Since the early 2000s, AI systems have eliminated more than 1.7 million jobs, and that number will only increase as AI improves. Some research estimates that by 2025, AI will eliminate more than 85 million jobs.
But for all the talk about job security, AI is also proving to be a powerful tool in healthcare—specifically, cancer detection. One recently published study has shown that, remarkably, artificial intelligence was able to detect 20 percent more cancers in imaging scans than radiologists alone.
Published in The Lancet Oncology, the study analyzed the scans of 80,000 Swedish women with a moderate hereditary risk of breast cancer who had undergone a mammogram between April 2021 and July 2022. Half of these scans were read by AI and then a radiologist to double-check the findings. The second group of scans was read by two researchers without the help of AI. (Currently, the standard of care across Europe is to have two radiologists analyze a scan before diagnosing a patient with breast cancer.)
The study showed that the AI group detected cancer in 6 out of every 1,000 scans, while the radiologists detected cancer in 5 per 1,000 scans.

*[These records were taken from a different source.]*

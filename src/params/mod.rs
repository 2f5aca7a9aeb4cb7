//! Parameter registry and normalization.
//!
//! Every accepted option is declared once in a [`ParamRegistry`] with a
//! [`ParamKind`], a default and a validator. [`ParamRegistry::normalize`]
//! turns a raw `name → string` map into a [`ParameterSet`] in which every
//! registered parameter has a typed value:
//!
//! - unknown names are ignored or rejected per [`UnknownPolicy`];
//! - invalid values fall back to the default and leave a diagnostic;
//! - for the critical `crop` parameter an invalid value disables the
//!   operation rather than restoring a default.
//!
//! The three kinds decide what a parameter touches:
//!
//! | Kind | Affects | Part of the cache key |
//! |---|---|---|
//! | Control | routing, caching, markup | no |
//! | Dimensional | output size | yes |
//! | Transformational | pixel content | yes |

mod values;

pub use values::{
    BorderSpec, Corners, Dimension, OutputMode, ReflectionSpec, SaveType, Value, WatermarkSpec,
    parse_bool, parse_crop,
};

use crate::filters::{FilterDirective, FilterPipeline};
use crate::imaging::{Color, CropPlacement, FlipAxis, Quality, SizeRequest};
use log::warn;
use serde::{Deserialize, Serialize};
use std::collections::BTreeMap;
use thiserror::Error;
use values::*;

#[derive(Debug, Clone, Copy, PartialEq, Eq, Hash, PartialOrd, Ord)]
pub enum ParamKind {
    Control,
    Dimensional,
    Transformational,
}

impl ParamKind {
    pub fn name(self) -> &'static str {
        match self {
            Self::Control => "control",
            Self::Dimensional => "dimensional",
            Self::Transformational => "transformational",
        }
    }
}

In other words, AI found 20 percent more cancers than the highly-trained radiologists.
Scientists have been using MRI images (like the ones pictured here) to train artificial intelligence to detect cancers earlier and with more accuracy. Here, MIT's AI system, MIRAI, looks for patterns in a patient's mammograms to detect breast cancer earlier than ever before. news.mit.edu
But even though the AI was better able to pinpoint cancer on an image, it doesn’t mean radiologists will soon be out of a job. Dr. Laura Heacock, a breast radiologist at NYU, said in an interview with CNN that radiologists do much more than simply screening mammograms, and that even well-trained technology can make errors. “These tools work best when paired with highly-trained radiologists who make the final call on your mammogram. Think of it as a tool like a stethoscope for a cardiologist.”

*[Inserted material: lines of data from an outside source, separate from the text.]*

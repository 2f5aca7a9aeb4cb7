use std::process::Command;

fn git(args: &[&str]) -> Option<String> {
    Command::new("git")
        .args(args)
        .output()
        .ok()
        .filter(|o| o.status.success())
        .map(|o| String::from_utf8_lossy(&o.stdout).trim().to_string())
}

fn main() {
    println!("cargo:rerun-if-changed=.git/HEAD");
    println!("cargo:rerun-if-changed=.git/refs/");

    let hash = git(&["rev-parse", "--short", "HEAD"]).unwrap_or_default();
    let tagged = git(&["describe", "--exact-match", "--tags", "HEAD"]).is_some();

    println!("cargo:rustc-env=IMGFORGE_GIT_HASH={hash}");
    println!("cargo:rustc-env=IMGFORGE_RELEASE_TAG={tagged}");
}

AI is still an emerging technology, but more and more doctors are using them to detect different cancers. For example, researchers at MIT have developed a program called MIRAI, which looks at patterns in patient mammograms across a series of scans and uses an algorithm to model a patient's risk of developing breast cancer over time. The program was "trained" with more than 200,000 breast imaging scans from Massachusetts General Hospital and has been tested on over 100,000 women in different hospitals across the world. According to MIT, MIRAI "has been shown to be more accurate in predicting the risk for developing breast cancer in the short term (over a 3-year period) compared to traditional tools." It has also been able to detect breast cancer up to five years before a patient receives a diagnosis.

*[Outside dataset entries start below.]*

impl CacheStore {
    /// Open every connection and load its index. Connections that cannot be
    /// opened stay listed as invalid; only an undefined default is an error.
    pub fn open(connections: Vec<Connection>, settings: StoreSettings) -> Result<Self, StoreError> {
        let mut slots = BTreeMap::new();
        for mut connection in connections {
            let backend = match connection.open() {
                Ok(backend) => Some(backend),
                Err(e) => {
                    warn!("Connection '{}' unavailable: {e}", connection.name);
                    connection.problem.get_or_insert_with(|| e.to_string());
                    None
                }
            };
            let index_path = CacheIndex::path_for(&settings.state_dir, &connection.name);
            let index = CacheIndex::load(&index_path);
            slots.insert(
                connection.name.clone(),
                Arc::new(Slot {
                    connection,
                    backend,
                    index_path,
                    index: Mutex::new(index),
                    writing: Mutex::new(HashSet::new()),
                    leases: Mutex::new(HashSet::new()),
                    released: Condvar::new(),
                }),
            );
        }
        if !slots.contains_key(&settings.default_connection) {
            return Err(StoreError::UnknownConnection(settings.default_connection));
        }
        Ok(Self {
            slots,
            default: RwLock::new(settings.default_connection),
            orphans: settings.orphans,
            lock_wait: settings.lock_wait,
            clock: Arc::new(SystemClock),
        })
    }

    /// Open the connections declared in `config`.
    pub fn from_config(config: &ImgforgeConfig) -> Result<Self, StoreError> {
        let connections = config
            .connections
            .iter()
            .map(|(name, c)| Connection::new(name.clone(), c.clone()))
            .collect();
        Self::open(connections, StoreSettings::from_config(config))
    }

    pub fn with_clock(mut self, clock: Arc<dyn Clock>) -> Self {
        self.clock = clock;
        self
    }

    pub fn default_connection(&self) -> String {
        self.default.read().clone()
    }

    fn slot(&self, connection: Option<&str>) -> Result<Arc<Slot>, StoreError> {
        let name = match connection {
            Some(name) if !name.is_empty() => name.to_string(),
            _ => self.default_connection(),
        };
        self.slots
            .get(&name)
            .cloned()
            .ok_or(StoreError::UnknownConnection(name))
    }

    /// Cached bytes for `key`, or `None` on a miss. Expired and unindexed
    /// entries are misses.
    pub fn get(&self, connection: Option<&str>, key: &str) -> Result<Option<Vec<u8>>, StoreError> {
        let slot = self.slot(connection)?;
        let backend = slot.backend()?;
        let now = self.clock.now();

        let Some(meta) = slot.index.lock().get(key).copied() else {
            debug!("Cache miss {}:{key}", slot.connection.name);
            return Ok(None);
        };
        if meta.is_expired(now) {
            debug!("Cache entry {}:{key} expired; scheduling removal", slot.connection.name);
            let slot = Arc::clone(&slot);
            let key = key.to_string();
            rayon::spawn(move || {
                if let Err(e) = slot.remove_if_expired(&key, now) {
                    warn!("Failed to remove expired {}:{key}: {e}", slot.connection.name);
                }
            });
            return Ok(None);
        }

        match backend.read(key)? {
            Some(bytes) => {
                debug!("Cache hit {}:{key}", slot.connection.name);
                Ok(Some(bytes))
            }
            None => {
                // Indexed but gone from storage.
                let mut index = slot.index.lock();
                if index.get(key) == Some(&meta) && !slot.writing.lock().contains(key) {
                    index.remove(key);
                    slot.persist(&index);
                }
                Ok(None)
            }
        }
    }

    /// Store `bytes` under `key` for `ttl_seconds` (`-1` forever). A ttl of
    /// zero stores nothing and returns `Ok(false)`.
    pub fn put(
        &self,
        connection: Option<&str>,
        key: &str,
        bytes: &[u8],
        ttl_seconds: i64,
        content_type: &str,
    ) -> Result<bool, StoreError> {
        if ttl_seconds == 0 {
            return Ok(false);
        }
        let slot = self.slot(connection)?;
        let backend = slot.backend()?;
        let _in_flight = slot.begin_write(key);
        backend.write(key, bytes, content_type)?;

        let meta = EntryMeta {
            created_at: self.clock.now(),
            ttl_seconds: ttl_seconds.max(-1),
            size: bytes.len() as u64,
        };
        let mut index = slot.index.lock();
        index.insert(key, meta);
        slot.persist(&index);
        debug!("Cached {}:{key} ({} bytes, ttl {ttl_seconds})", slot.connection.name, bytes.len());
        Ok(true)
    }

    /// Remove one entry. `Ok(false)` when nothing was stored.
    pub fn delete(&self, connection: Option<&str>, key: &str) -> Result<bool, StoreError> {
        let slot = self.slot(connection)?;
        let backend = slot.backend()?;
        let mut index = slot.index.lock();
        let removed_file = backend.remove(key)?;
        let removed_record = index.remove(key).is_some();
        if removed_record {
            slot.persist(&index);
        }
        Ok(removed_file || removed_record)
    }

    pub fn entry(&self, connection: Option<&str>, key: &str) -> Result<Option<EntryMeta>, StoreError> {
        Ok(self.slot(connection)?.index.lock().get(key).copied())
    }

    pub fn url(&self, connection: Option<&str>, key: &str) -> Result<Option<String>, StoreError> {
        let slot = self.slot(connection)?;
        Ok(slot.backend()?.url(key))
    }

    /// Remove every entry whose key starts with `prefix`, on every usable
    /// connection. Returns how many entries went away; the first failure is
    /// returned after all connections were tried.
    ///
    /// Prefixes come from normalized sources, so distinct references with
    /// one normal form (`a b.jpg` and `a_b.jpg`) are removed together.
    pub fn invalidate_prefix(&self, prefix: &str) -> Result<usize, StoreError> {
        let mut removed = 0;
        let mut first_error = None;
        for slot in self.slots.values() {
            let Some(backend) = &slot.backend else {
                continue;
            };
            let mut keys: Vec<String> = slot
                .index
                .lock()
                .keys_with_prefix(prefix)
                .map(str::to_string)
                .collect();
            if let Ok(listing) = backend.list() {
                let mut known: HashSet<String> = keys.iter().cloned().collect();
                for object in listing {
                    if object.key.starts_with(prefix) && known.insert(object.key.clone()) {
                        keys.push(object.key);
                    }
                }
            }

            let mut index = slot.index.lock();
            for key in keys {
                match backend.remove(&key) {
                    Ok(_) => {
                        index.remove(&key);
                        removed += 1;
                    }
                    Err(e) => {
                        warn!("Failed to invalidate {}:{key}: {e}", slot.connection.name);
                        first_error.get_or_insert(e);
                    }
                }
            }
            slot.persist(&index);
        }
        info!("Invalidated {removed} entries under '{prefix}'");
        match first_error {
            Some(e) => Err(e),
            None => Ok(removed),
        }
    }

    /// Remove every entry derived from `source_ref`, including entries of
    /// other references that normalize to the same form.
    pub fn invalidate_source(&self, source_ref: &str, max_source_len: usize) -> Result<usize, StoreError> {
        self.invalidate_prefix(&super::key::source_prefix(source_ref, max_source_len))
    }

    pub fn audit(&self, connection: Option<&str>) -> Result<AuditReport, StoreError> {
        self.audit_with_cancel(connection, &AtomicBool::new(false))
    }

    /// Reconcile the index with the backend:
    ///
    /// 1. expired entries are removed;
    /// 2. records whose file is gone are purged;
    /// 3. files with no record are adopted or removed per [`OrphanPolicy`].
    ///
    /// Setting `cancel` stops the pass between entries. Each step is atomic,
    /// so a cancelled pass leaves a consistent store and the next pass picks
    /// up where it stopped.
    pub fn audit_with_cancel(
        &self,
        connection: Option<&str>,
        cancel: &AtomicBool,
    ) -> Result<AuditReport, StoreError> {
        let slot = self.slot(connection)?;
        let backend = slot.backend()?;
        let now = self.clock.now();
        let mut report = AuditReport {
            connection: slot.connection.name.clone(),
            ..AuditReport::default()
        };

        let listing = match backend.list() {
            Ok(objects) => Some(objects),
            Err(StoreError::Unsupported { .. }) => None,
            Err(e) => return Err(e),
        };
        report.listed = listing.is_some();
        let stored: Option<HashSet<&str>> = listing
            .as_ref()
            .map(|objects| objects.iter().map(|o| o.key.as_str()).collect());

        let records: Vec<(String, EntryMeta)> = slot
            .index
            .lock()
            .entries
            .iter()
            .map(|(k, m)| (k.clone(), *m))
            .collect();

        for (key, meta) in records {
            if cancel.load(Ordering::Relaxed) {
                report.cancelled = true;
                break;
            }
            report.records_checked += 1;
            if slot.writing.lock().contains(&key) {
                report.skipped_in_flight += 1;
                continue;
            }
            if meta.is_expired(now) {
                match slot.remove_if_expired(&key, now) {
                    Ok(true) => report.expired_removed += 1,
                    Ok(false) => {}
                    Err(e) => report.errors.push(format!("{key}: {e}")),
                }
                continue;
            }
            let listed = stored.as_ref().map(|set| set.contains(key.as_str()));
            if listed == Some(true) {
                continue;
            }
            match backend.exists(&key) {
                Ok(true) => {}
                Ok(false) => {
                    let mut index = slot.index.lock();
                    if index.get(&key) == Some(&meta) && !slot.writing.lock().contains(&key) {
                        index.remove(&key);
                        report.stale_records_purged += 1;
                    }
                }
                Err(e) => report.errors.push(format!("{key}: {e}")),
            }
        }

        if let Some(objects) = &listing {
            for object in objects {
                if report.cancelled || cancel.load(Ordering::Relaxed) {
                    report.cancelled = true;
                    break;
                }
                report.files_checked += 1;
                let mut index = slot.index.lock();
                if index.get(&object.key).is_some() {
                    continue;
                }
                if slot.writing.lock().contains(&object.key) {
                    report.skipped_in_flight += 1;
                    continue;
                }
                let permanent = object.key.ends_with(&format!("{SEPARATOR}p"));
                if self.orphans == OrphanPolicy::Index && permanent {
                    index.insert(
                        object.key.clone(),
                        EntryMeta {
                            created_at: object.modified.unwrap_or(now),
                            ttl_seconds: -1,
                            size: object.size,
                        },
                    );
                    report.orphans_indexed += 1;
                    continue;
                }
                match backend.remove(&object.key) {
                    Ok(_) => report.orphans_removed += 1,
                    Err(e) => report.errors.push(format!("{}: {e}", object.key)),
                }
            }
        }

        slot.persist(&slot.index.lock());
        info!(
            "Audit {}: {} expired, {} stale, {} adopted, {} orphans removed{}",
            report.connection,
            report.expired_removed,
            report.stale_records_purged,
            report.orphans_indexed,
            report.orphans_removed,
            if report.cancelled { " (cancelled)" } else { "" }
        );
        Ok(report)
    }

    pub fn list_connections(&self) -> Vec<ConnectionInfo> {
        let default = self.default_connection();
        self.slots
            .values()
            .map(|slot| ConnectionInfo {
                name: slot.connection.name.clone(),
                kind: slot.connection.kind,
                is_default: slot.connection.name == default,
                is_valid: slot.backend.is_some(),
                problem: slot.connection.problem.clone(),
            })
            .collect()
    }

    /// Make `name` the connection used when a request names none. Only a
    /// usable connection can become the default.
    pub fn set_default_connection(&self, name: &str) -> Result<(), StoreError> {
        let slot = self.slot(Some(name))?;
        slot.backend()?;
        *self.default.write() = slot.connection.name.clone();
        info!("Default connection is now '{name}'");
        Ok(())
    }

    /// Wait up to the configured bound for exclusive build rights on `key`.
    pub fn lease(&self, connection: Option<&str>, key: &str) -> Result<Lease, StoreError> {
        let slot = self.slot(connection)?;
        let deadline = Instant::now() + self.lock_wait;
        let mut held = slot.leases.lock();
        while held.contains(key) {
            if slot.released.wait_until(&mut held, deadline).timed_out() && held.contains(key) {
                debug!("Lease on {key} still held after {:?}; building anyway", self.lock_wait);
                return Ok(Lease {
                    slot: None,
                    key: key.to_string(),
                });
            }
        }
        held.insert(key.to_string());
        drop(held);
        Ok(Lease {
            slot: Some(slot),
            key: key.to_string(),
        })
    }
}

The challenges for cancer-detecting AI tools now is not just accuracy. AI tools are also being challenged to perform consistently well across different ages, races, and breast density profiles, particularly given the increased risks that different women face. For example, Black women are 42 percent more likely than white women to die from breast cancer, despite having nearly the same rates of breast cancer as white women. Recently, an FDA-approved AI device for screening breast cancer has come under fire for wrongly detecting cancer in Black patients significantly more often than white patients.
As AI technology improves, radiologists will be able to accurately scan a more diverse set of patients at a larger volume than ever before, potentially saving more lives than ever.